Такт и гладкость, как ты выразилась, могут существовать тогда, когда за тобой ведется пристальное наблюдение со стороны мирового сообщества. А его нет. Поэтому Путин и его команда давно поняли, что у них развязаны руки, и они могут белыми нитками шить все, что угодно.
— После возвращения Надежды Савченко активно ходили слухи, что Сенцов — следующий на обмен. Но потом процесс заглох. Почему?
— Все обычно глохнет ровно по одной причине — это недостаток давления. На дело Сенцова давили меньше, чем на Савченко. По Савченко, во-первых, сработала очень сильная команда. А во-вторых, и это мне кажется более важным фактором, Савченко политик. Она изначально позиционировала себя как политического деятеля. Сенцов этого не делает. Несмотря на то, что в его поддержку высказались режиссеры, актеры, художники со всего мира, со значимыми и громкими именами, это не сыграло той роли, которая предполагалась. Нужно продолжать действовать и показывать, что Олег Сенцов не будет забыт, и его свобода является главной целью.

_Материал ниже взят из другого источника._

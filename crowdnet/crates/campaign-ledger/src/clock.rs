use std::{
    sync::{
        atomic::{AtomicU64, Ordering},
        Arc,
    },
    time::{SystemTime, UNIX_EPOCH},
};

/// Source of the current time in unix seconds.
pub trait Clock: Send + Sync {
    fn now(&self) -> u64;
}

impl<C: Clock + ?Sized> Clock for Arc<C> {
    fn now(&self) -> u64 {
        (**self).now()
    }
}

/// Wall clock shifted forward by a fixed number of seconds.
#[derive(Clone, Copy, Debug, Default)]
pub struct SystemClock {
    offset_secs: u64,
}

impl SystemClock {
    pub fn new() -> Self {
        Self::default()
    }

    pub fn with_offset(offset_secs: u64) -> Self {
        Self { offset_secs }
    }

    pub fn offset_secs(&self) -> u64 {
        self.offset_secs
    }
}

impl Clock for SystemClock {
    fn now(&self) -> u64 {
        let wall = SystemTime::now()
            .duration_since(UNIX_EPOCH)
            .unwrap_or_default()
            .as_secs();
        wall.saturating_add(self.offset_secs)
    }
}

/// Clock that only moves when told to. Clones share the same time.
#[derive(Clone, Debug, Default)]
pub struct ManualClock {
    now: Arc<AtomicU64>,
}

impl ManualClock {
    pub fn new(start: u64) -> Self {
        Self {
            now: Arc::new(AtomicU64::new(start)),
        }
    }

    pub fn advance(&self, secs: u64) {
        self.now.fetch_add(secs, Ordering::SeqCst);
    }

    pub fn set(&self, now: u64) {
        self.now.store(now, Ordering::SeqCst);
    }
}

impl Clock for ManualClock {
    fn now(&self) -> u64 {
        self.now.load(Ordering::SeqCst)
    }
}
use serde::{Deserialize, Serialize};

/// Limits applied when a campaign is created.
#[derive(Clone, Debug, Serialize, Deserialize, PartialEq, Eq)]
#[serde(default)]
pub struct LedgerConfig {
    pub max_description_len: usize,
    pub max_duration_days: u64,
}

impl Default for LedgerConfig {
    fn default() -> Self {
        Self {
            max_description_len: 1_024,
            max_duration_days: 3_650,
        }
    }
}
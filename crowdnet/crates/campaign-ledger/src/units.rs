//! Decimal unit strings ("0.5") to smallest units and back.

use thiserror::Error;

use crate::campaign::Amount;

pub const DECIMALS: usize = 18;
pub const WEI_PER_UNIT: Amount = 1_000_000_000_000_000_000;

#[derive(Debug, Error, Clone, PartialEq, Eq)]
pub enum UnitsError {
    #[error("empty amount")]
    Empty,
    #[error("invalid digit in amount {0:?}")]
    InvalidDigit(String),
    #[error("more than 18 fractional digits in {0:?}")]
    TooPrecise(String),
    #[error("amount {0:?} is too large")]
    Overflow(String),
}

pub fn parse_units(input: &str) -> Result<Amount, UnitsError> {
    let s = input.trim();
    if s.is_empty() {
        return Err(UnitsError::Empty);
    }
    let (whole, frac) = s.split_once('.').unwrap_or((s, ""));
    if whole.is_empty() && frac.is_empty() {
        return Err(UnitsError::InvalidDigit(input.to_string()));
    }
    if !whole.chars().chain(frac.chars()).all(|c| c.is_ascii_digit()) {
        return Err(UnitsError::InvalidDigit(input.to_string()));
    }
    if frac.len() > DECIMALS {
        return Err(UnitsError::TooPrecise(input.to_string()));
    }

    let overflow = || UnitsError::Overflow(input.to_string());
    let whole_value: Amount = if whole.is_empty() {
        0
    } else {
        whole.parse().map_err(|_| overflow())?
    };
    let frac_value: Amount = if frac.is_empty() {
        0
    } else {
        let padded = format!("{frac:0<width$}", width = DECIMALS);
        padded.parse().map_err(|_| overflow())?
    };
    whole_value
        .checked_mul(WEI_PER_UNIT)
        .and_then(|w| w.checked_add(frac_value))
        .ok_or_else(overflow)
}

/// Renders with trailing fractional zeros removed, always keeping one digit
/// after the point ("1.0", "0.5").
pub fn format_units(amount: Amount) -> String {
    let whole = amount / WEI_PER_UNIT;
    let frac = amount % WEI_PER_UNIT;
    let digits = format!("{frac:0width$}", width = DECIMALS);
    let trimmed = digits.trim_end_matches('0');
    if trimmed.is_empty() {
        format!("{whole}.0")
    } else {
        format!("{whole}.{trimmed}")
    }
}
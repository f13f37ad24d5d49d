//! One decryption trustee: fetches the fully-mixed ciphertext batch, emits
//! a partial decryption with its Chaum–Pedersen DLEQ proof for each
//! ciphertext, and publishes them (`spec.md` §4.D "Threshold decryption",
//! §6).

use anyhow::{bail, Context, Result};
use ark_ec::PrimeGroup;
use rand::rngs::StdRng;
use rand::SeedableRng;
use zeroize::{Zeroize, ZeroizeOnDrop};

use clap::Parser;
use vote_mixnet::board::{BulletinBoard, HttpBulletinBoard};
use vote_mixnet::config::{init_tracing, Config, Role};
use vote_mixnet::elgamal::EncryptionPublicKey;
use vote_mixnet::group::{Curve, Scalar};
use vote_mixnet::threshold::decrypt::partial_decrypt;
use vote_mixnet::wire::bytes_from_hex;

/// The raw secret-share bytes parsed from `--secret-share-hex`, held only
/// long enough to build the `Scalar` and zeroized on drop — the same
/// plain-byte-buffer convention the teacher applies to `ShufflerSecret`
/// and `PlayerSecret` in `src/domain/mod.rs`.
#[derive(Zeroize, ZeroizeOnDrop)]
struct RawSecretShare(Vec<u8>);

const LOG_TARGET: &str = "bin::trustee";

#[tokio::main]
async fn main() -> Result<()> {
    let config = Config::parse();
    init_tracing(config.json);
    if config.role != Role::Trustee {
        bail!("trustee binary requires --role trustee");
    }
    let trustee_index = config
        .trustee_index
        .context("--trustee-index is required for role trustee")?;
    let secret_share_hex = config
        .secret_share_hex
        .as_deref()
        .context("--secret-share-hex is required for role trustee")?;
    let bulletin_board_url = config
        .bulletin_board_url
        .as_deref()
        .context("trustee requires --bulletin-board-url; the in-memory board is demo-only")?;

    let secret_share = parse_secret_share(secret_share_hex)?;
    let board = HttpBulletinBoard::new(bulletin_board_url);

    let mix_batches = board.get_mix_batches(&config.poll_id).await?;
    let last_mixer = mix_batches
        .keys()
        .max()
        .copied()
        .context("no mix batches published yet")?;
    let final_batch = &mix_batches[&last_mixer];
    let output = final_batch.output_column();

    // `partial_decrypt` only ever reads `pk.generator`, never `pk.h` (this
    // trustee does not know the combined secret), so a throwaway key with
    // the process-wide generator is all the statement needs.
    let generator_only = EncryptionPublicKey {
        generator: Curve::generator(),
        h: Curve::generator(),
    };

    let mut rng = StdRng::from_entropy();
    let partials: Vec<_> = output
        .iter()
        .map(|ciphertext| partial_decrypt(trustee_index, &secret_share, &generator_only, ciphertext, &mut rng))
        .collect();

    let count = partials.len();
    board
        .put_partial_decryption(&config.poll_id, trustee_index, partials)
        .await?;
    tracing::info!(
        target: LOG_TARGET,
        poll_id = %config.poll_id,
        trustee_index,
        count,
        "partial decryptions published"
    );
    // Combining every trustee's partials into one `put_results` call (via
    // `get_partial_decryptions` plus `threshold::decrypt::threshold_decrypt`)
    // is the orchestrator's job (`spec.md` §6); this binary's job ends at
    // publishing its own partials where the orchestrator can read them.
    Ok(())
}

fn parse_secret_share(hex: &str) -> Result<Scalar> {
    use ark_ff::PrimeField;
    let raw = RawSecretShare(bytes_from_hex(hex).context("secret share is not valid hex")?);
    Ok(Scalar::from_be_bytes_mod_order(&raw.0))
}
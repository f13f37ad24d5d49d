//! Crate-wide error taxonomy.
//!
//! Each cryptographic subsystem defines its own `thiserror` enum close to the
//! code that raises it (mirroring the teacher's `shuffling/error.rs`
//! convention); this module composes them into one [`MixnetError`] so callers
//! at the orchestrator boundary (component J) can use a single `Result` type.
//! See `spec.md` §7 for the required error kinds.

use thiserror::Error;

/// Component A: group/curve arithmetic failures.
#[derive(Error, Debug, Clone, PartialEq, Eq)]
pub enum GroupError {
    #[error("point encoding is not {expected} bytes: got {actual}")]
    WrongLength { expected: usize, actual: usize },
    #[error("encoded x-coordinate is not less than the field modulus")]
    XCoordinateOutOfRange,
    #[error("point is not on the curve")]
    NotOnCurve,
    #[error("scalar is not less than the group order q")]
    ScalarOutOfRange,
    #[error("unrecognized SEC1 sign tag: 0x{0:02x}")]
    BadSignTag(u8),
}

/// Component B: message-to-point embedding failures.
#[derive(Error, Debug, Clone, PartialEq, Eq)]
pub enum EncodingError {
    #[error("message of {0} bytes exceeds the maximum admissible length")]
    MessageTooLong(usize),
    #[error("no valid point found after 256 counter values")]
    Exhausted,
}

/// Component C: EC-ElGamal failures.
#[derive(Error, Debug, Clone, PartialEq, Eq)]
pub enum ElGamalError {
    #[error("group error: {0}")]
    Group(#[from] GroupError),
    #[error("decryption recovered the identity point")]
    IdentityRecovered,
}

/// Component D: threshold key generation / decryption failures.
#[derive(Error, Debug, Clone, PartialEq, Eq)]
pub enum DkgError {
    #[error("trustee {trustee} never received a share from trustee {from}")]
    MissingShare { trustee: u32, from: u32 },
    #[error("trustee {trustee} received a malformed share from trustee {from}")]
    MalformedShare { trustee: u32, from: u32 },
    #[error("key generation was cancelled before completion")]
    Cancelled,
    #[error("threshold t={t} must satisfy 1 <= t <= n={n}")]
    BadThreshold { t: u32, n: u32 },
}

#[derive(Error, Debug, Clone, PartialEq, Eq)]
pub enum ThresholdDecryptError {
    #[error("need {required} partial decryptions, only {available} available")]
    InsufficientShares { required: usize, available: usize },
    #[error("partial decryption proof from trustee {0} failed to verify")]
    InvalidPartialProof(u32),
    #[error("duplicate partial decryption from trustee {0}")]
    DuplicateTrustee(u32),
    #[error("trustee index {0} is not part of the authorized set")]
    UnknownTrustee(u32),
    #[error(transparent)]
    Encoding(#[from] EncodingError),
}

/// Component E: 2x2 switch OR-proof failures.
#[derive(Error, Debug, Clone, PartialEq, Eq)]
pub enum SwitchProofError {
    #[error("Fiat-Shamir challenge hashed to zero; resample randomizers")]
    ZeroChallenge,
    #[error("switch produced an output whose plaintext multiset does not match its input")]
    InvariantViolated,
}

/// Component F: Waksman network configuration failures.
#[derive(Error, Debug, Clone, PartialEq, Eq)]
pub enum NetworkConfigError {
    #[error("network size {0} is not a power of two >= 2")]
    NotPowerOfTwo(usize),
    #[error("sigma has length {actual}, expected {expected}")]
    WrongLength { expected: usize, actual: usize },
    #[error("sigma is not a bijection on {{0,..,{0}-1}}")]
    NotAPermutation(usize),
    #[error("recursive sub-permutation at size {0} failed bijection validation")]
    SubPermutationInvalid(usize),
}

/// Component G: mix server failures.
#[derive(Error, Debug, Clone, PartialEq, Eq)]
pub enum MixServerError {
    #[error(transparent)]
    Network(#[from] NetworkConfigError),
    #[error(transparent)]
    Switch(#[from] SwitchProofError),
    #[error("input batch size {0} is not a power of two >= 2")]
    BadBatchSize(usize),
    #[error("switch at layer {layer} position {position} produced an inconsistent output")]
    InconsistentSwitchOutput { layer: usize, position: usize },
}

/// Component H: batch/chain verification failures (reported, not necessarily fatal).
#[derive(Error, Debug, Clone, PartialEq, Eq)]
pub enum VerifierError {
    #[error("proof at layer {layer} position {position} failed to verify")]
    ProofInvalid { layer: usize, position: usize },
    #[error("batch signature is invalid or signed by an unauthorized key")]
    ChainBroken,
    #[error("adjacent batches do not share the same ciphertext multiset")]
    ColumnMismatch,
    #[error("first batch's input column does not match the published ballot set")]
    BallotSetMismatch,
}

/// Component I: canonical serialization and signing failures.
#[derive(Error, Debug, Clone, PartialEq, Eq)]
pub enum SigningError {
    #[error("signature is missing from the batch")]
    MissingSignature,
    #[error("signature does not verify under the stated public key")]
    InvalidSignature,
    #[error("malformed Ed25519 key or signature bytes")]
    MalformedKeyMaterial,
}

/// Top-level error composing every subsystem, for use at the orchestrator boundary.
#[derive(Error, Debug, Clone, PartialEq, Eq)]
pub enum MixnetError {
    #[error(transparent)]
    Group(#[from] GroupError),
    #[error(transparent)]
    Encoding(#[from] EncodingError),
    #[error(transparent)]
    ElGamal(#[from] ElGamalError),
    #[error(transparent)]
    Dkg(#[from] DkgError),
    #[error(transparent)]
    ThresholdDecrypt(#[from] ThresholdDecryptError),
    #[error(transparent)]
    SwitchProof(#[from] SwitchProofError),
    #[error(transparent)]
    NetworkConfig(#[from] NetworkConfigError),
    #[error(transparent)]
    MixServer(#[from] MixServerError),
    #[error(transparent)]
    Verifier(#[from] VerifierError),
    #[error(transparent)]
    Signing(#[from] SigningError),
}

— Каких практических результатов вы ждете от поездки в Украину?
— Я не расцениваю поездку как отдельное событие. Эта часть той деятельности, которой я занимаюсь. Верю ли я в то, чем занимаюсь? Да.
— Сенцов говорил: «научитесь не бояться». Как вы думаете, вы смогли это сделать?
— Нельзя научиться не бояться навсегда. Этому нужно учиться каждый день. Это не тот навык, который можно приобрести как ноутбук. Это преодоление страха. И это, по сути, и есть освобождение.